### Material shown

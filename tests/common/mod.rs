//! Behavior every backend implementation must share.
//!
//! Each check starts from a flushed cache so the functions can run in any
//! order against one backend.

#![allow(dead_code)]

use std::collections::HashSet;
use std::time::Duration;
use tagged_cache::{FreezableBackend, IterableBackend, TaggableBackend};

pub fn init_logging() {
    let _ = env_logger::builder().is_test(true).try_init();
}

pub fn set_of(items: &[&str]) -> HashSet<String> {
    items.iter().map(|item| item.to_string()).collect()
}

/// Identifiers currently recorded under `tag`.
pub async fn tagged<B: TaggableBackend>(backend: &B, tag: &str) -> HashSet<String> {
    backend
        .find_identifiers_by_tag(tag)
        .await
        .expect("Failed to find")
}

async fn reset<B: FreezableBackend>(backend: &B) {
    backend.flush().await.expect("Failed to flush");
    assert!(!backend.is_frozen().await.expect("Failed to check frozen"));
}

pub async fn round_trip<B: TaggableBackend + FreezableBackend>(backend: &B) {
    reset(backend).await;

    let forever = Some(Duration::ZERO);
    backend
        .set("page", b"<html>".to_vec(), &["layout", "nav"], forever)
        .await
        .expect("Failed to set");

    assert_eq!(
        backend.get("page").await.expect("Failed to get"),
        Some(b"<html>".to_vec())
    );
    assert!(backend.has("page").await.expect("Failed to check"));
    for tag in ["layout", "nav"] {
        assert!(tagged(backend, tag).await.contains("page"));
    }

    assert_eq!(backend.get("missing").await.expect("Failed to get"), None);
    assert!(!backend.has("missing").await.expect("Failed to check"));
}

pub async fn overwrite_replaces_data_and_tags<B: TaggableBackend + FreezableBackend>(backend: &B) {
    reset(backend).await;

    backend
        .set("page", b"v1".to_vec(), &["red", "blue"], None)
        .await
        .expect("Failed to set");
    backend
        .set("page", b"v2".to_vec(), &["blue"], None)
        .await
        .expect("Failed to set");

    assert_eq!(
        backend.get("page").await.expect("Failed to get"),
        Some(b"v2".to_vec())
    );
    assert!(tagged(backend, "red").await.is_empty());
    assert_eq!(tagged(backend, "blue").await, set_of(&["page"]));
}

pub async fn flush_by_tag_scenario<B: TaggableBackend + FreezableBackend>(backend: &B) {
    reset(backend).await;

    backend
        .set("a", b"v1".to_vec(), &["red"], Some(Duration::ZERO))
        .await
        .expect("Failed to set");
    backend
        .set("b", b"v2".to_vec(), &["red", "blue"], Some(Duration::ZERO))
        .await
        .expect("Failed to set");
    backend
        .set("c", b"v3".to_vec(), &["green"], Some(Duration::ZERO))
        .await
        .expect("Failed to set");

    assert_eq!(tagged(backend, "red").await, set_of(&["a", "b"]));

    let flushed = backend.flush_by_tag("red").await.expect("Failed to flush");
    assert_eq!(flushed, 2);

    assert!(!backend.has("a").await.expect("Failed to check"));
    assert!(!backend.has("b").await.expect("Failed to check"));
    assert!(tagged(backend, "blue").await.is_empty());
    assert!(tagged(backend, "red").await.is_empty());

    // Entries without the tag survive.
    assert_eq!(
        backend.get("c").await.expect("Failed to get"),
        Some(b"v3".to_vec())
    );
    assert_eq!(tagged(backend, "green").await, set_of(&["c"]));

    let flushed = backend.flush_by_tag("unused").await;
    assert_eq!(flushed.expect("Failed to flush"), 0);
}

pub async fn removal_completeness<B: TaggableBackend + FreezableBackend>(backend: &B) {
    reset(backend).await;

    backend
        .set("a", b"1".to_vec(), &["red", "blue"], None)
        .await
        .expect("Failed to set");
    backend
        .set("b", b"2".to_vec(), &["red"], None)
        .await
        .expect("Failed to set");

    assert!(backend.remove("a").await.expect("Failed to remove"));

    assert!(!backend.has("a").await.expect("Failed to check"));
    assert_eq!(tagged(backend, "red").await, set_of(&["b"]));
    assert!(tagged(backend, "blue").await.is_empty());

    // Removing an absent entry still reports success.
    assert!(backend.remove("a").await.expect("Failed to remove"));
}

pub async fn flush_clears_everything<B: TaggableBackend + FreezableBackend>(backend: &B) {
    reset(backend).await;

    backend
        .set("a", b"1".to_vec(), &["red"], None)
        .await
        .expect("Failed to set");
    backend
        .set("b", b"2".to_vec(), &["blue"], None)
        .await
        .expect("Failed to set");
    backend.freeze().await.expect("Failed to freeze");

    backend.flush().await.expect("Failed to flush");

    assert!(!backend.has("a").await.expect("Failed to check"));
    assert!(!backend.has("b").await.expect("Failed to check"));
    for tag in ["red", "blue"] {
        assert!(tagged(backend, tag).await.is_empty());
    }
    assert!(!backend.is_frozen().await.expect("Failed to check frozen"));

    // Flushing an empty cache is fine.
    backend.flush().await.expect("Failed to flush");
}

pub async fn freeze_rejects_mutations<B: TaggableBackend + FreezableBackend>(backend: &B) {
    reset(backend).await;

    backend
        .set("a", b"1".to_vec(), &["red"], None)
        .await
        .expect("Failed to set");
    backend.freeze().await.expect("Failed to freeze");
    assert!(backend.is_frozen().await.expect("Failed to check frozen"));

    let set = backend.set("b", b"2".to_vec(), &[], None).await;
    assert!(set.expect_err("set must fail when frozen").is_frozen());
    let remove = backend.remove("a").await;
    assert!(remove.expect_err("remove must fail").is_frozen());
    let flush_by_tag = backend.flush_by_tag("red").await;
    assert!(flush_by_tag
        .expect_err("flush_by_tag must fail when frozen")
        .is_frozen());
    let freeze = backend.freeze().await;
    assert!(freeze.expect_err("freeze must fail").is_frozen());

    // Reads keep working.
    assert_eq!(
        backend.get("a").await.expect("Failed to get"),
        Some(b"1".to_vec())
    );
    assert!(backend.has("a").await.expect("Failed to check"));
    assert_eq!(tagged(backend, "red").await, set_of(&["a"]));

    backend.flush().await.expect("Failed to flush");
    assert!(!backend.is_frozen().await.expect("Failed to check frozen"));
    backend
        .set("b", b"2".to_vec(), &[], None)
        .await
        .expect("set must succeed after flush");
}

/// Walk the cursor to exhaustion, collecting identifiers and data.
pub async fn collect<B: IterableBackend>(backend: &mut B) -> Vec<(String, Option<Vec<u8>>)> {
    let mut seen = Vec::new();
    backend.rewind();
    while backend.valid().await.expect("Failed to check cursor") {
        let key = backend
            .key()
            .await
            .expect("Failed to read key")
            .expect("valid cursor has a key");
        let current = backend.current().await.expect("Failed to read current");
        seen.push((key, current));
        backend.next();
    }
    seen
}

pub async fn iteration_is_restartable<B>(backend: &mut B)
where
    B: IterableBackend + TaggableBackend + FreezableBackend,
{
    reset(backend).await;

    for (identifier, data) in [("a", "1"), ("b", "2"), ("c", "3")] {
        backend
            .set(identifier, data.as_bytes().to_vec(), &[], None)
            .await
            .expect("Failed to set");
    }

    backend.rewind();
    assert_eq!(
        backend.key().await.expect("Failed to read key"),
        Some("a".to_string())
    );
    backend.next();
    assert_eq!(
        backend.current().await.expect("Failed to read current"),
        Some(b"2".to_vec())
    );

    // Rewind mid-iteration.
    backend.rewind();
    assert_eq!(
        backend.key().await.expect("Failed to read key"),
        Some("a".to_string())
    );

    let first = collect(backend).await;
    let second = collect(backend).await;
    assert_eq!(first, second);
    assert_eq!(
        first,
        vec![
            ("a".to_string(), Some(b"1".to_vec())),
            ("b".to_string(), Some(b"2".to_vec())),
            ("c".to_string(), Some(b"3".to_vec())),
        ]
    );
    assert!(!backend.valid().await.expect("Failed to check cursor"));
}

pub async fn stale_identifiers_after_flush_by_tag<B>(backend: &mut B)
where
    B: IterableBackend + TaggableBackend + FreezableBackend,
{
    reset(backend).await;

    backend
        .set("a", b"1".to_vec(), &["red"], None)
        .await
        .expect("Failed to set");
    backend
        .set("b", b"2".to_vec(), &[], None)
        .await
        .expect("Failed to set");
    backend.flush_by_tag("red").await.expect("Failed to flush");

    assert_eq!(
        collect(backend).await,
        vec![("a".to_string(), None), ("b".to_string(), Some(b"2".to_vec()))]
    );

    assert_eq!(backend.collect_garbage().await.expect("Failed to gc"), 1);
    assert_eq!(
        collect(backend).await,
        vec![("b".to_string(), Some(b"2".to_vec()))]
    );
}

pub async fn duplicate_sets_are_removed_together<B>(backend: &mut B)
where
    B: IterableBackend + TaggableBackend + FreezableBackend,
{
    reset(backend).await;

    backend
        .set("a", b"1".to_vec(), &[], None)
        .await
        .expect("Failed to set");
    backend
        .set("a", b"2".to_vec(), &[], None)
        .await
        .expect("Failed to set");
    assert_eq!(collect(backend).await.len(), 2);

    backend.remove("a").await.expect("Failed to remove");
    assert!(collect(backend).await.is_empty());
}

### Task objective
Reproduce the entries exactly, but only from their first line to the line holding "pub async fn round_trip<B: TaggableBackend", with that last line kept.

### Result
filename tests/common/mod.rs
//! Behavior every backend implementation must share.
//!
//! Each check starts from a flushed cache so the functions can run in any
//! order against one backend.

#![allow(dead_code)]

use std::collections::HashSet;
use std::time::Duration;
use tagged_cache::{FreezableBackend, IterableBackend, TaggableBackend};

pub fn init_logging() {
    let _ = env_logger::builder().is_test(true).try_init();
}

pub fn set_of(items: &[&str]) -> HashSet<String> {
    items.iter().map(|item| item.to_string()).collect()
}

/// Identifiers currently recorded under `tag`.
pub async fn tagged<B: TaggableBackend>(backend: &B, tag: &str) -> HashSet<String> {
    backend
        .find_identifiers_by_tag(tag)
        .await
        .expect("Failed to find")
}

async fn reset<B: FreezableBackend>(backend: &B) {
    backend.flush().await.expect("Failed to flush");
    assert!(!backend.is_frozen().await.expect("Failed to check frozen"));
}

pub async fn round_trip<B: TaggableBackend + FreezableBackend>(backend: &B) {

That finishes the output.